__WHAT IS NEEDED__. Which lines of the data contain the string "else"? Show each of them.

INFORMATION PROVIDED Block Start

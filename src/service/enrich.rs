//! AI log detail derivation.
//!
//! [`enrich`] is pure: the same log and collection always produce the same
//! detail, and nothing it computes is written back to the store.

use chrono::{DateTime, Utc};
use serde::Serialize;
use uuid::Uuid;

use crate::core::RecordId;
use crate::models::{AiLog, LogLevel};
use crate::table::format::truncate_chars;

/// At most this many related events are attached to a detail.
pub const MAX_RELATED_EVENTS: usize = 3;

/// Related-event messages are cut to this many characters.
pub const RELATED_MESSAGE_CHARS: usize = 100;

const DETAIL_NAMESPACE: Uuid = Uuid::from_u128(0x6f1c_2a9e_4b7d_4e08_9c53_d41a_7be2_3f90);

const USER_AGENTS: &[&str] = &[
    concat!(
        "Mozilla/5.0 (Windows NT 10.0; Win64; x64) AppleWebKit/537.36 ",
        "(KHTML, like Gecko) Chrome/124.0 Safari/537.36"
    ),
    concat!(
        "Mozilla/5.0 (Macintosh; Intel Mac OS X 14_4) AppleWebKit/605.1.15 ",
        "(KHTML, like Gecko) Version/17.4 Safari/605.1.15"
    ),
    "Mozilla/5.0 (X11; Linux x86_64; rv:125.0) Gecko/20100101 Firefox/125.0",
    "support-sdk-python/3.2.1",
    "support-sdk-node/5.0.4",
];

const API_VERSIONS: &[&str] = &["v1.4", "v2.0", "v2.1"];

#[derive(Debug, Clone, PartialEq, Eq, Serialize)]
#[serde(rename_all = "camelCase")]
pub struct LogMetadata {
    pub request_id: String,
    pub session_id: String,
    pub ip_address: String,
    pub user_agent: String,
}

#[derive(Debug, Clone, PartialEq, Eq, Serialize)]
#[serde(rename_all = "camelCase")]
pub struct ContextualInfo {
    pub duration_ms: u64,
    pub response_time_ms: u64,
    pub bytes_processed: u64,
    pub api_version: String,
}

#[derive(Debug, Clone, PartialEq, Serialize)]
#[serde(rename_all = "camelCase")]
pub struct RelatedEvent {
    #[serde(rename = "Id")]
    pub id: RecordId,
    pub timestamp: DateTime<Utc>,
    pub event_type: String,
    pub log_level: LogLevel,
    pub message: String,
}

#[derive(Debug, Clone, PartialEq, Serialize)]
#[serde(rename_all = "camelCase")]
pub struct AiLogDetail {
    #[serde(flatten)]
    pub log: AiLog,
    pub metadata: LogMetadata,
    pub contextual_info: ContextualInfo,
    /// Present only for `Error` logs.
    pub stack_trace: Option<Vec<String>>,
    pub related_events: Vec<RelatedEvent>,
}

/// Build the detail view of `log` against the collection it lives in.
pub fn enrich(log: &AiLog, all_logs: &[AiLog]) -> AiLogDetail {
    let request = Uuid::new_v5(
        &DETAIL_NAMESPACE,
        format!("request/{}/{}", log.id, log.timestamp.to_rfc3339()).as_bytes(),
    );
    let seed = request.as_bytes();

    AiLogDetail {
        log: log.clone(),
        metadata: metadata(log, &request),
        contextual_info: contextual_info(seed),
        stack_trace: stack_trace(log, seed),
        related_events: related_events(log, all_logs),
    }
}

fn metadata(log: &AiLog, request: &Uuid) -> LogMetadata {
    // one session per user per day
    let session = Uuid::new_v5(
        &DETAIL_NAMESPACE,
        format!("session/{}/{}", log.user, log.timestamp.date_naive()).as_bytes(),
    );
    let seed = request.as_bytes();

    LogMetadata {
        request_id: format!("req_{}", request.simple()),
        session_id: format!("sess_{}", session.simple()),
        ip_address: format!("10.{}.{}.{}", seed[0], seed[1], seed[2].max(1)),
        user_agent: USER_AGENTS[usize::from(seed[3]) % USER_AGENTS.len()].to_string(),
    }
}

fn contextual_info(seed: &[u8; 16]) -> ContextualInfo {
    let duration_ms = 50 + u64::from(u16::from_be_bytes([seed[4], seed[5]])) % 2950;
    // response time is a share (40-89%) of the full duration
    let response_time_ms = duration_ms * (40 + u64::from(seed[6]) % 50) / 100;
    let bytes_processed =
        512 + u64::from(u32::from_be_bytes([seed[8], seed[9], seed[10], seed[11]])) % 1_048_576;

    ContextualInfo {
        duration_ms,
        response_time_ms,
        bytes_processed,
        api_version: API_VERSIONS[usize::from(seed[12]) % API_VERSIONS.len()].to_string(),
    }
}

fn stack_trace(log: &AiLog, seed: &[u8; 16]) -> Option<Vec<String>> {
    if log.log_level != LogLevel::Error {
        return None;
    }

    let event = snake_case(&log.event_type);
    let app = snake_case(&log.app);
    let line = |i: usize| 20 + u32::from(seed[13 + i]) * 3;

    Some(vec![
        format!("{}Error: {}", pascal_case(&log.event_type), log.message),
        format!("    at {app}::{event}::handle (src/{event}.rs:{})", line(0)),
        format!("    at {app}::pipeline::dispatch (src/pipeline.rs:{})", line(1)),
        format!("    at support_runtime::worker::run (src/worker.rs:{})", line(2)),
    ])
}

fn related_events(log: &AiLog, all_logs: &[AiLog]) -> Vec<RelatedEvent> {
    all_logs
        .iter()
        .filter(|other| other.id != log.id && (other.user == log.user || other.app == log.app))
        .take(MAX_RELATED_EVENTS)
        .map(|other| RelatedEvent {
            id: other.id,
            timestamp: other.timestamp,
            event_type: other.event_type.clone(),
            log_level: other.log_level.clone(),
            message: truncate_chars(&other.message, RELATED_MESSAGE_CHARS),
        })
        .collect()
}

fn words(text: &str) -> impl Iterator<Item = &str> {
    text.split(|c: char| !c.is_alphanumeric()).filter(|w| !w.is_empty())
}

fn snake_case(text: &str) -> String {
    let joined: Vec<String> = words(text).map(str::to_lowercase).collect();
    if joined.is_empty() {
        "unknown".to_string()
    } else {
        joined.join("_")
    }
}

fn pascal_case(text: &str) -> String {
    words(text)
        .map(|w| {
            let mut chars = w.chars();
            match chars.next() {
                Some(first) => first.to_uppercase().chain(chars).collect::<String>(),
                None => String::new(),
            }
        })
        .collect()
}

INFORMATION PROVIDED Block End
INFORMATION PROVIDED Block Start

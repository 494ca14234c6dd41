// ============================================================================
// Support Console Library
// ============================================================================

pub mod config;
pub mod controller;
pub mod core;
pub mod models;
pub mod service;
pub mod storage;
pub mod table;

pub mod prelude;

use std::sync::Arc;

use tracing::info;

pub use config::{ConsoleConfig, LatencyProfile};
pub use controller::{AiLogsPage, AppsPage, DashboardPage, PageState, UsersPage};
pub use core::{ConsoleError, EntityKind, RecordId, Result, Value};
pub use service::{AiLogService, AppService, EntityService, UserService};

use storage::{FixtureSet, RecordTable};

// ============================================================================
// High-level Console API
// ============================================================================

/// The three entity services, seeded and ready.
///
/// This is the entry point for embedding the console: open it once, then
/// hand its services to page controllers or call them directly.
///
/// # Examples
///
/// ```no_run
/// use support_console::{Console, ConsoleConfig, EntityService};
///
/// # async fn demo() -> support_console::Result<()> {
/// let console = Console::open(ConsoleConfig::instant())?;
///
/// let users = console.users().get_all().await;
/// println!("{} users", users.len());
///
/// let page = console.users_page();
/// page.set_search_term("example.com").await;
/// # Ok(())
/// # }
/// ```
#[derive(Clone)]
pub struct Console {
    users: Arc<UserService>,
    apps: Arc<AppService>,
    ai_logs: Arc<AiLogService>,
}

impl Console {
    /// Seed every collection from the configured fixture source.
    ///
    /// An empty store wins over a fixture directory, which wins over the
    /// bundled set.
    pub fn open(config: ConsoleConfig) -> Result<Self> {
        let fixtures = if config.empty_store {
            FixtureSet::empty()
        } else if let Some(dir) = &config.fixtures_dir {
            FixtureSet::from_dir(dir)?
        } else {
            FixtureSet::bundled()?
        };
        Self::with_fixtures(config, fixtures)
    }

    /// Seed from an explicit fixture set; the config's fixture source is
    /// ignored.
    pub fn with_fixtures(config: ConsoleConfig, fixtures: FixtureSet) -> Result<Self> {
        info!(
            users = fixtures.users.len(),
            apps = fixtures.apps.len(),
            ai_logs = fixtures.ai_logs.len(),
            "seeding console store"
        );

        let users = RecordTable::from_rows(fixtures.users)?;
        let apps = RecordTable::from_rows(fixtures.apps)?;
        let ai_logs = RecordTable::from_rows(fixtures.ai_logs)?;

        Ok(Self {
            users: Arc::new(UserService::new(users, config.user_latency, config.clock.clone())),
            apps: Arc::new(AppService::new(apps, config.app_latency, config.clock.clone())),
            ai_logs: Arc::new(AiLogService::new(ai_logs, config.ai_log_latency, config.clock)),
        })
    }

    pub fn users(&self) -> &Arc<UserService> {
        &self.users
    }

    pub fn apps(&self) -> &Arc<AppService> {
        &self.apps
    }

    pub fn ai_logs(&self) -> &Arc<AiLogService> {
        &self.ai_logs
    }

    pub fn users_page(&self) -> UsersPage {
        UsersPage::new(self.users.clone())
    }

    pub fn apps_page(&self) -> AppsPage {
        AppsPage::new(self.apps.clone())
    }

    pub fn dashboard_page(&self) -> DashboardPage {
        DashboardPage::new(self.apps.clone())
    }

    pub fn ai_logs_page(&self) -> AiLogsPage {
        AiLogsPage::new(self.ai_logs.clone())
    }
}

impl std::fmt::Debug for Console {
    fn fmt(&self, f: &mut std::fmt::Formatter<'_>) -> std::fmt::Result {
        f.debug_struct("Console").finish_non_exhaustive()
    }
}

INFORMATION PROVIDED Block End
INFORMATION PROVIDED Block Start

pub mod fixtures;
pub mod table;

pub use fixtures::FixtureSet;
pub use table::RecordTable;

INFORMATION PROVIDED Block End

__ANSWER BOX__.
    } else {
        } else if let Some(dir) = &config.fixtures_dir {
        } else {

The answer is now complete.